::: Material shown :::
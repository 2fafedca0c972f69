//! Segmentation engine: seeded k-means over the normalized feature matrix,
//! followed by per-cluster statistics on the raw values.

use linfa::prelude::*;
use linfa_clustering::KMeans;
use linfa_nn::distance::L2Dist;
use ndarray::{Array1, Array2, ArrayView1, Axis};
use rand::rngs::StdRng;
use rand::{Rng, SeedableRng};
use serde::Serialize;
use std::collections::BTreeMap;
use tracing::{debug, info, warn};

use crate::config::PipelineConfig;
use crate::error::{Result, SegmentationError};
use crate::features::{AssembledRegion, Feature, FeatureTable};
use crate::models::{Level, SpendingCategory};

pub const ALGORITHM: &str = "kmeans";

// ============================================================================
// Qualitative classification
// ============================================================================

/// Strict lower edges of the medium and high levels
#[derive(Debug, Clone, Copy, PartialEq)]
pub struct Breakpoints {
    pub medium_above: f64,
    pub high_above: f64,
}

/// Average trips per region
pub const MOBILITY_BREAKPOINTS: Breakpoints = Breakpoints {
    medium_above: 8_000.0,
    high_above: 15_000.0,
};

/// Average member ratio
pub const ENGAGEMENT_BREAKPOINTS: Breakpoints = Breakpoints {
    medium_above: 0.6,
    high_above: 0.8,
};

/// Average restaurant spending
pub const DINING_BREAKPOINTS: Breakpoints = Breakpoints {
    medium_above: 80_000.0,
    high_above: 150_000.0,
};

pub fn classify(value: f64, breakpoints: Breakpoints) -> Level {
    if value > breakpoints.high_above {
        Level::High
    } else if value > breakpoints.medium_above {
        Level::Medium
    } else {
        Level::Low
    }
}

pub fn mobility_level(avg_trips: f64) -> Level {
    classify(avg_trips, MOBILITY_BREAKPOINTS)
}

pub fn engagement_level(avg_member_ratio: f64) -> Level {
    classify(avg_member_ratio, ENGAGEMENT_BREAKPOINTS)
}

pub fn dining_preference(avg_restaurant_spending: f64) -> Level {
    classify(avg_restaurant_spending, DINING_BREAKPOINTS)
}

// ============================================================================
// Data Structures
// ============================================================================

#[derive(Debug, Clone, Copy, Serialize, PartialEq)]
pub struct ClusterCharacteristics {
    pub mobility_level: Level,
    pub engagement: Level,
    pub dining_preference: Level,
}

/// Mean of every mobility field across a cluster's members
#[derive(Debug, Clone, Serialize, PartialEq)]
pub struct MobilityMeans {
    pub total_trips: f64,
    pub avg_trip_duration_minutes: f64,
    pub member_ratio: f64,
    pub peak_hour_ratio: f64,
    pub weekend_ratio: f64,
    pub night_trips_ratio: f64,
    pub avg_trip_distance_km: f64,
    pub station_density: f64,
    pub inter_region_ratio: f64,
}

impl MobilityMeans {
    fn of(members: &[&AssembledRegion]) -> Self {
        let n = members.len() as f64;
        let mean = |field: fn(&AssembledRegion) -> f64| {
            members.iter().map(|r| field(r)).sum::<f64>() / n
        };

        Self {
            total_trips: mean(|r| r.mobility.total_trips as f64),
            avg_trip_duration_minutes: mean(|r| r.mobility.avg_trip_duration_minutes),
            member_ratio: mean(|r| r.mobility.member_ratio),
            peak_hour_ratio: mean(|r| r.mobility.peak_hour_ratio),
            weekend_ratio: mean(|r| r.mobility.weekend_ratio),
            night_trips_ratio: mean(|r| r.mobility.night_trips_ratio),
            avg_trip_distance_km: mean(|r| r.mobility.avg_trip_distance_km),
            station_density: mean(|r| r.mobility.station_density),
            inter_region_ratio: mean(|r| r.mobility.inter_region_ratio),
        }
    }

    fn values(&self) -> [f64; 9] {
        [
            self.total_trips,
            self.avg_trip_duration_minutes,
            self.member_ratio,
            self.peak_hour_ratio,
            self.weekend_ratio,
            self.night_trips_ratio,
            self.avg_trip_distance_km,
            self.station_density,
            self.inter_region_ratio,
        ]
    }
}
:::
::: Material shown :::
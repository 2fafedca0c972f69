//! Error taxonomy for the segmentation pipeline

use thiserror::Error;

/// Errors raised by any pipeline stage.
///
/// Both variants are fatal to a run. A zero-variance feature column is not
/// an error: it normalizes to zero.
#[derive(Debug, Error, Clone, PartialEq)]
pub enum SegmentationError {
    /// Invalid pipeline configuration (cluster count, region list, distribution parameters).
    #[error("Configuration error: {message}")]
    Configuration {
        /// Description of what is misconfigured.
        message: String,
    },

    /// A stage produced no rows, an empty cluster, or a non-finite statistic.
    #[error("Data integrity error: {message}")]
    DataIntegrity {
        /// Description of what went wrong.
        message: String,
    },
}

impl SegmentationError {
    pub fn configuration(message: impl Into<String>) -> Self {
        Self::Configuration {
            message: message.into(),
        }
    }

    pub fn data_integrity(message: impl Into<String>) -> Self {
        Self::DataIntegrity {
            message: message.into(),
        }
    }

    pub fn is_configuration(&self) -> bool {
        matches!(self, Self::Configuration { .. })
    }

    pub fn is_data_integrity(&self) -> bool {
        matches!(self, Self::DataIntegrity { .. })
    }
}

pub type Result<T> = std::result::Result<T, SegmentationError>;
:::
::: Material shown :::
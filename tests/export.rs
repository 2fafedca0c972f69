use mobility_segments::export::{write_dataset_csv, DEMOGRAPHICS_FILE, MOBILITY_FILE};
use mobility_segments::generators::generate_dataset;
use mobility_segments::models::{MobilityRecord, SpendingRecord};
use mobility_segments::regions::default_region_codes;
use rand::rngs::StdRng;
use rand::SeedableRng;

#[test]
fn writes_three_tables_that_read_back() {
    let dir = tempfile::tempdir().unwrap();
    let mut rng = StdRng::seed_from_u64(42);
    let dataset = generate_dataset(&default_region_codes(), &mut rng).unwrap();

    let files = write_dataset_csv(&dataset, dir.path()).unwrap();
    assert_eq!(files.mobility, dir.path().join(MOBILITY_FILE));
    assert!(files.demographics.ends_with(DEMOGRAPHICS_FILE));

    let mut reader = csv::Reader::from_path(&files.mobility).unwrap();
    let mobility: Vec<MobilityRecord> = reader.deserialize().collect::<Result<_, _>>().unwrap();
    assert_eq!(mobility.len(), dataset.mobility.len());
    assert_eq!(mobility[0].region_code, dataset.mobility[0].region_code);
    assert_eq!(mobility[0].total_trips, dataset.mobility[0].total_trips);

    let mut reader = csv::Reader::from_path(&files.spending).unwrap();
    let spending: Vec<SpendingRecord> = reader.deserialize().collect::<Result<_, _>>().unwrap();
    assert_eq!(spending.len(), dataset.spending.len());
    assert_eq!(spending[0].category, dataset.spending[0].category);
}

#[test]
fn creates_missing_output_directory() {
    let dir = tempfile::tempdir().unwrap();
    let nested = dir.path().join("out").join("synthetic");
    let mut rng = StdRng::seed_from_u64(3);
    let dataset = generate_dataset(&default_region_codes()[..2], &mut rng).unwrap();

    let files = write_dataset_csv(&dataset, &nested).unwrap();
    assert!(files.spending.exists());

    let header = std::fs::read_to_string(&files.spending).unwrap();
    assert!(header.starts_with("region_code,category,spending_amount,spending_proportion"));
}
:::
▸ **About this task**
Go through the records above and copy each line where "reader" is found.

▸ **Solution to this problem**
    let mut reader = csv::Reader::from_path(&files.mobility).unwrap();
    let mobility: Vec<MobilityRecord> = reader.deserialize().collect::<Result<_, _>>().unwrap();
    let mut reader = csv::Reader::from_path(&files.spending).unwrap();
    let spending: Vec<SpendingRecord> = reader.deserialize().collect::<Result<_, _>>().unwrap();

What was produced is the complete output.